Maria refuses to match colours on request but makes mosaics with symmetrical designs involving colour matching. 3. State the timeframe of your assessment, DON’T make lifelong findings. e.g.
“On Feb 7th 2002 Joe showed no obvious response to speech.” NOT “Joe shows no response to speech.” 4. Specify the location(s) in which your observations were made. e.g.
“When seen at his school on Feb 7th 2002, Joe showed no obvious response to speech.” 5. Specify the person(s) involved and the activities observed e.g.

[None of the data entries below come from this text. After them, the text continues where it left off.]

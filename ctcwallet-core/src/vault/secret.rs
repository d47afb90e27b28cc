//! SecretVault - PIN-based encryption of a wallet's recovery secret.
//!
//! The vault is stateless: it never stores the PIN, never caches a derived
//! key, and never touches persistence. Each `encrypt` draws its own salt and
//! nonce, derives a fresh key with PBKDF2, and seals the secret with
//! AES-256-GCM. `decrypt` reverses that and reports every failure as
//! [`VaultError::DecryptionFailed`].

use aes_gcm::{
    aead::{Aead, KeyInit},
    Aes256Gcm, Nonce,
};
use subtle::ConstantTimeEq;
use tracing::{debug, warn};
use zeroize::{Zeroize, ZeroizeOnDrop, Zeroizing};

use super::blob::SecretBlob;
use super::error::{VaultError, VaultResult};
use super::key::{derive_key, VaultKey, VaultParams};
use super::salt::{generate_nonce, generate_salt, SALT_SIZE};

/// A decrypted secret that is wiped from memory on drop.
#[derive(Clone, Zeroize, ZeroizeOnDrop)]
pub struct SecretString(String);

impl SecretString {
    pub fn new(secret: String) -> Self {
        Self(secret)
    }

    /// Borrow the plaintext. Keep the borrow short.
    pub fn expose(&self) -> &str {
        &self.0
    }
}

impl PartialEq for SecretString {
    fn eq(&self, other: &Self) -> bool {
        self.0.as_bytes().ct_eq(other.0.as_bytes()).into()
    }
}

impl Eq for SecretString {}

impl std::fmt::Debug for SecretString {
    fn fmt(&self, f: &mut std::fmt::Formatter<'_>) -> std::fmt::Result {
        f.write_str("SecretString([REDACTED])")
    }
}

/// Encrypts and decrypts recovery secrets under a PIN.
#[derive(Debug, Clone, Copy, Default, PartialEq, Eq)]
pub struct SecretVault {
    params: VaultParams,
}

impl SecretVault {
    /// Vault using the default parameters (100 000 PBKDF2 iterations).
    pub fn new() -> Self {
        Self::default()
    }

    pub fn with_params(params: VaultParams) -> Self {
        Self { params }
    }

    pub fn params(&self) -> VaultParams {
        self.params
    }

    /// Derive the AES-256 key for a PIN and salt under this vault's parameters.
    pub fn derive_key(&self, pin: &str, salt: &[u8; SALT_SIZE]) -> VaultResult<VaultKey> {
        derive_key(pin, salt, &self.params)
    }

    /// Encrypt `secret` under `pin` and return the encoded blob.
    ///
    /// Two calls with the same inputs return different blobs.
    ///
    /// # Errors
    /// `InvalidInput` for an empty secret or PIN; `KeyDerivation` or
    /// `Encryption` if the primitives fail. All of these are fatal: the
    /// caller must not persist anything.
    pub fn encrypt(&self, secret: &str, pin: &str) -> VaultResult<String> {
        if secret.is_empty() {
            return Err(VaultError::InvalidInput("secret must not be empty".into()));
        }
        if pin.is_empty() {
            return Err(VaultError::InvalidInput("PIN must not be empty".into()));
        }

        let salt = generate_salt();
        let nonce_bytes = generate_nonce();
        let key = self.derive_key(pin, &salt)?;

        let cipher = Aes256Gcm::new_from_slice(key.as_bytes())
            .map_err(|e| VaultError::Encryption(format!("Invalid key: {}", e)))?;

        let ciphertext = cipher
            .encrypt(Nonce::from_slice(&nonce_bytes), secret.as_bytes())
            .map_err(|e| VaultError::Encryption(format!("Encryption failed: {}", e)))?;

        let blob = SecretBlob::from_parts(salt, nonce_bytes, ciphertext);
        debug!("Encrypted secret into {}-byte blob", blob.byte_len());
        Ok(blob.encode())
    }

    /// Decrypt a blob produced by [`SecretVault::encrypt`].
    ///
    /// # Errors
    /// `DecryptionFailed` for a wrong PIN, an empty PIN, malformed base64, a
    /// truncated blob, or any tampering. `KeyDerivation` only if this vault
    /// was built with unusable parameters.
    pub fn decrypt(&self, blob: &str, pin: &str) -> VaultResult<SecretString> {
        let result = self.open(blob, pin);
        if matches!(result, Err(VaultError::DecryptionFailed)) {
            warn!("Secret decryption failed");
        }
        result
    }

    fn open(&self, blob: &str, pin: &str) -> VaultResult<SecretString> {
        if pin.is_empty() {
            return Err(VaultError::DecryptionFailed);
        }

        let blob = SecretBlob::decode(blob)?;
        let key = self.derive_key(pin, blob.salt())?;

        let cipher =
            Aes256Gcm::new_from_slice(key.as_bytes()).map_err(|_| VaultError::DecryptionFailed)?;

        // Wrong key (invalid PIN) and corrupted data are indistinguishable here
        let plaintext = cipher
            .decrypt(Nonce::from_slice(blob.nonce()), blob.ciphertext())
            .map_err(|_| VaultError::DecryptionFailed)?;

        match String::from_utf8(plaintext) {
            Ok(secret) => Ok(SecretString::new(secret)),
            Err(e) => {
                let mut bytes = e.into_bytes();
                bytes.zeroize();
                Err(VaultError::DecryptionFailed)
            }
        }
    }

    /// [`SecretVault::encrypt`] on the blocking pool.
    pub async fn encrypt_async(&self, secret: &str, pin: &str) -> VaultResult<String> {
        let vault = *self;
        let secret = Zeroizing::new(secret.to_owned());
        let pin = Zeroizing::new(pin.to_owned());

        tokio::task::spawn_blocking(move || vault.encrypt(&secret, &pin))
            .await
            .map_err(|e| VaultError::Encryption(format!("Encryption task failed: {}", e)))?
    }

    /// [`SecretVault::decrypt`] on the blocking pool.
    pub async fn decrypt_async(&self, blob: &str, pin: &str) -> VaultResult<SecretString> {
        let vault = *self;
        let blob = blob.to_owned();
        let pin = Zeroizing::new(pin.to_owned());

        tokio::task::spawn_blocking(move || vault.decrypt(&blob, &pin))
            .await
            .map_err(|_| VaultError::DecryptionFailed)?
    }
}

“When observed with his physiotherapist at his school on Feb 7th 2002, Joe showed no obvious response to her instructions.” 6. Know the limitations of your test. Tests which are
designed to be
administered to people with speech, normal hand skills, sight and
hearing - such as most intelligence tests - do not provide accurate
information about the understanding or learning potential of people who
do not have those skills. Such tests should not be administered
to people who do not have the pre-requisite skills. The results
of such tests should never be invoked as a reason to limit a person’s
opportunities. Never make judgements such as “Joe scored in
the profoundly retarded range on a WAIS therefore he will be unable to
use an electronic communication aid.”
7. Don't double-count impairments. If using a
checklist, mark any
items that the person cannot do because of physical or sensory
impairments AND subtract those items from the total possible
score
e.g. Joe is blind. At least 5 out of 15 items on Stage 2 of the Triple C checklist require sight, so the maximum score that Joe can attain is 10. Hence if he scores 6 he has scored a majority of the possible items. 8. Don't assume a normal upbringing. If using a
checklist, mark any
items which have not been in the person’s experience AND subtract
those items from the total possible score
e.g. Because Joe is a quadriplegic he has never been given a two-step instruction. 9. If there are aspects of the person’s communication not covered by the checklist, attach explanatory notes e.g.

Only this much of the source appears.